Sean, Kantok, you guys seem to be stuck on that piracy is theft. It's not. Don't make me post the handy guide I'm sure you have seen a thousand times before. Let's just stick to the dictionary like Kantok did before.
2. the unauthorized reproduction or use of a copyrighted book, recording, television program, patented invention, trademarked product, etc.
You see? It's unauthorized reproduction or use, not theft. Big difference, no matter what the industry and their lawyers try to make you believe. Because other than with 'regular' theft of physical good, you leave the original. The creator can still sell it, no potential customer has to be disappointed.
Now, I'm not saying that pirating games is always ok. If you're a reasonably well off person who can afford to buy a game, and that game meets certain criteria (let say for instance it complies with the Gamers Bill of Rights, and has a good demo), there is no real reason to pirate. If you are well off but the game doesn't meet criteria, I say pirate it. If it turns out you like the game, seriously consider buying the game.
But if you are not well off, I say pirate away! The argument that they should just go out and work (harder) is just a lazy generalization. Ever heard of the working poor for instance? People that work hard trying to make a living, but that according to you should just work harder (wow, I'm sure they've never thought of that) or can just go jerk off if they want entertainment. Culture and entertainment are human rights and needs, and you have no right to make people who want it feel bad or even criminalise them for acting on that. Neither do you have the right do decide what kind of entertainment is appropriate for them. Like TorinReborn said, we only have one life, and every person has the right to enjoy it as much as he or she can, in whatever way that person wants.

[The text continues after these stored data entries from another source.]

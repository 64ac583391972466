//! The instruction batch: the plain-data request lists the engine applies.

use serde::{Deserialize, Serialize};

/// One review comment request: anchor a comment to the first paragraph whose
/// text contains `target_text`.
#[derive(Debug, Clone, PartialEq, Eq, Serialize, Deserialize)]
pub struct CommentRequest {
    pub target_text: String,
    pub comment: String,
}

/// One tracked-change request: replace the first occurrence of `old_text`
/// with `new_text` (empty `new_text` means pure deletion).
#[derive(Debug, Clone, PartialEq, Eq, Serialize, Deserialize)]
pub struct RevisionRequest {
    pub old_text: String,
    #[serde(default)]
    pub new_text: String,
}

/// A whole batch, as parsed from the instruction file. Both lists are
/// optional in the JSON; unknown fields are ignored.
#[derive(Debug, Clone, Default, PartialEq, Eq, Serialize, Deserialize)]
pub struct Instructions {
    #[serde(default)]
    pub comments: Vec<CommentRequest>,
    #[serde(default)]
    pub revisions: Vec<RevisionRequest>,
}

Denying someone a life experience for arbitrary reasons is just cruelty. (Yes I know we are talking about video games, a luxury product, but it is the principle that counts.)
I like lobster, caviar and filet mignon...but can't afford to eat it everyday while other people living large and wealthy can. I'll just have to take it when the grocer isn't looking. I'm poor--why should I be denied? I need it.
You don't "need" a game.
Piracy.. the discussion that keeps on giving.